Print the following entries without any change.

Content starts

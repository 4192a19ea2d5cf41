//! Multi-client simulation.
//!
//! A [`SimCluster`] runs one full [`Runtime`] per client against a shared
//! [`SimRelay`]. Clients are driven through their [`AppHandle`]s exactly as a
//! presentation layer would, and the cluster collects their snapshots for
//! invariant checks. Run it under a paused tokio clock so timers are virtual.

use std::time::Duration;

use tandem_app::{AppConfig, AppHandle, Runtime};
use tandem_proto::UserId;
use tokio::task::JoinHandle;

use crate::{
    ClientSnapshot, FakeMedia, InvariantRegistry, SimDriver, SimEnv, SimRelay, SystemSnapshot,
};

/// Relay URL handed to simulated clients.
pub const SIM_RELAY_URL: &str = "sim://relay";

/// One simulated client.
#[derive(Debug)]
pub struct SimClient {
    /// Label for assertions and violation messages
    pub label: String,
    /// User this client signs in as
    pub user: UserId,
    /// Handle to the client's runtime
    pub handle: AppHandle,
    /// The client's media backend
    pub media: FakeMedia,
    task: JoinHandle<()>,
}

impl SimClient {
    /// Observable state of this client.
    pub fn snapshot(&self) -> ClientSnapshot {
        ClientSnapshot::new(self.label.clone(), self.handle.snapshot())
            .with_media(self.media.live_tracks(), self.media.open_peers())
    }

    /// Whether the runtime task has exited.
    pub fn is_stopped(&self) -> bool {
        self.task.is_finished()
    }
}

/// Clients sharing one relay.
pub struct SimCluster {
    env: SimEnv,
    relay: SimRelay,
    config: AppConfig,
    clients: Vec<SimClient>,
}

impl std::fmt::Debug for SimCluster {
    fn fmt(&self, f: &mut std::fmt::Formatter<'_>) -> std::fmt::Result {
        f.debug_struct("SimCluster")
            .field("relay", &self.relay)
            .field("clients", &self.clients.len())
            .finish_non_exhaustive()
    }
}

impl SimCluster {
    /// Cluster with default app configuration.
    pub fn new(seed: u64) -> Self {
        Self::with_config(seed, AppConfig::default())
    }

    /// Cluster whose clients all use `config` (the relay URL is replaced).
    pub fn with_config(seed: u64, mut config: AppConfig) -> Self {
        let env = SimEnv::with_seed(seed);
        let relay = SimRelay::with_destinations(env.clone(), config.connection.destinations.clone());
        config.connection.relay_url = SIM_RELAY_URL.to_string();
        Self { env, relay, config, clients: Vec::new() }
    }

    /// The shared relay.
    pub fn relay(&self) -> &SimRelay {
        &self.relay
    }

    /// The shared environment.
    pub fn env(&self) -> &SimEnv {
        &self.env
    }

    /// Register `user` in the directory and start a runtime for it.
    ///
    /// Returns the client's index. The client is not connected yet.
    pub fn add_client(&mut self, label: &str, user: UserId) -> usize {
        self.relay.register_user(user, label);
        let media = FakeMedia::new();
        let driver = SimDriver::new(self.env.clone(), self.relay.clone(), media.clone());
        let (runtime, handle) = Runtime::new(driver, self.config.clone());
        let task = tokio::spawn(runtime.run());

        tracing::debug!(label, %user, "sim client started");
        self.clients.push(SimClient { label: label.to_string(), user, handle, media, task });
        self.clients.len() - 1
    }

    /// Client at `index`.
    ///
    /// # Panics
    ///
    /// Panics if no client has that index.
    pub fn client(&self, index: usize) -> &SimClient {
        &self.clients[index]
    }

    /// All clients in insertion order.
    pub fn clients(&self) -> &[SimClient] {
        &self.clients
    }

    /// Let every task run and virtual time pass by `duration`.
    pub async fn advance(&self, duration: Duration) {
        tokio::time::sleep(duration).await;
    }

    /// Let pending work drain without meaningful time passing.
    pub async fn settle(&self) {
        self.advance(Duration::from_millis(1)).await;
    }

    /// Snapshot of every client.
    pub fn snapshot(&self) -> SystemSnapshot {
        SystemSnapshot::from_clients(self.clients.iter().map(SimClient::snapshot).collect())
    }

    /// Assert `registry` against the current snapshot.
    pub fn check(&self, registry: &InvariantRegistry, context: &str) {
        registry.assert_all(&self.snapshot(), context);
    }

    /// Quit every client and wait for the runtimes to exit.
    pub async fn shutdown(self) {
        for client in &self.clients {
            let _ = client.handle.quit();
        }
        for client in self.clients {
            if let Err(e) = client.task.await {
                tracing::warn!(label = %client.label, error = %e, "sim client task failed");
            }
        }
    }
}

Content ends

» SOLUTION TO THE PROBLEM
repository 4192a19ea2d5cf41
//! Multi-client simulation.
//!
//! A [`SimCluster`] runs one full [`Runtime`] per client against a shared
//! [`SimRelay`]. Clients are driven through their [`AppHandle`]s exactly as a
//! presentation layer would, and the cluster collects their snapshots for
//! invariant checks. Run it under a paused tokio clock so timers are virtual.

use std::time::Duration;

use tandem_app::{AppConfig, AppHandle, Runtime};
use tandem_proto::UserId;
use tokio::task::JoinHandle;

use crate::{
    ClientSnapshot, FakeMedia, InvariantRegistry, SimDriver, SimEnv, SimRelay, SystemSnapshot,
};

/// Relay URL handed to simulated clients.
pub const SIM_RELAY_URL: &str = "sim://relay";

/// One simulated client.
#[derive(Debug)]
pub struct SimClient {
    /// Label for assertions and violation messages
    pub label: String,
    /// User this client signs in as
    pub user: UserId,
    /// Handle to the client's runtime
    pub handle: AppHandle,
    /// The client's media backend
    pub media: FakeMedia,
    task: JoinHandle<()>,
}

impl SimClient {
    /// Observable state of this client.
    pub fn snapshot(&self) -> ClientSnapshot {
        ClientSnapshot::new(self.label.clone(), self.handle.snapshot())
            .with_media(self.media.live_tracks(), self.media.open_peers())
    }

    /// Whether the runtime task has exited.
    pub fn is_stopped(&self) -> bool {
        self.task.is_finished()
    }
}

/// Clients sharing one relay.
pub struct SimCluster {
    env: SimEnv,
    relay: SimRelay,
    config: AppConfig,
    clients: Vec<SimClient>,
}

impl std::fmt::Debug for SimCluster {
    fn fmt(&self, f: &mut std::fmt::Formatter<'_>) -> std::fmt::Result {
        f.debug_struct("SimCluster")
            .field("relay", &self.relay)
            .field("clients", &self.clients.len())
            .finish_non_exhaustive()
    }
}

impl SimCluster {
    /// Cluster with default app configuration.
    pub fn new(seed: u64) -> Self {
        Self::with_config(seed, AppConfig::default())
    }

    /// Cluster whose clients all use `config` (the relay URL is replaced).
    pub fn with_config(seed: u64, mut config: AppConfig) -> Self {
        let env = SimEnv::with_seed(seed);
        let relay = SimRelay::with_destinations(env.clone(), config.connection.destinations.clone());
        config.connection.relay_url = SIM_RELAY_URL.to_string();
        Self { env, relay, config, clients: Vec::new() }
    }

    /// The shared relay.
    pub fn relay(&self) -> &SimRelay {
        &self.relay
    }

    /// The shared environment.
    pub fn env(&self) -> &SimEnv {
        &self.env
    }

    /// Register `user` in the directory and start a runtime for it.
    ///
    /// Returns the client's index. The client is not connected yet.
    pub fn add_client(&mut self, label: &str, user: UserId) -> usize {
        self.relay.register_user(user, label);
        let media = FakeMedia::new();
        let driver = SimDriver::new(self.env.clone(), self.relay.clone(), media.clone());
        let (runtime, handle) = Runtime::new(driver, self.config.clone());
        let task = tokio::spawn(runtime.run());

        tracing::debug!(label, %user, "sim client started");
        self.clients.push(SimClient { label: label.to_string(), user, handle, media, task });
        self.clients.len() - 1
    }

    /// Client at `index`.
    ///
    /// # Panics
    ///
    /// Panics if no client has that index.
    pub fn client(&self, index: usize) -> &SimClient {
        &self.clients[index]
    }

    /// All clients in insertion order.
    pub fn clients(&self) -> &[SimClient] {
        &self.clients
    }

    /// Let every task run and virtual time pass by `duration`.
    pub async fn advance(&self, duration: Duration) {
        tokio::time::sleep(duration).await;
    }

    /// Let pending work drain without meaningful time passing.
    pub async fn settle(&self) {
        self.advance(Duration::from_millis(1)).await;
    }

    /// Snapshot of every client.
    pub fn snapshot(&self) -> SystemSnapshot {
        SystemSnapshot::from_clients(self.clients.iter().map(SimClient::snapshot).collect())
    }

    /// Assert `registry` against the current snapshot.
    pub fn check(&self, registry: &InvariantRegistry, context: &str) {
        registry.assert_all(&self.snapshot(), context);
    }

    /// Quit every client and wait for the runtimes to exit.
    pub async fn shutdown(self) {
        for client in &self.clients {
            let _ = client.handle.quit();
        }
        for client in self.clients {
            if let Err(e) = client.task.await {
                tracing::warn!(label = %client.label, error = %e, "sim client task failed");
            }
        }
    }
}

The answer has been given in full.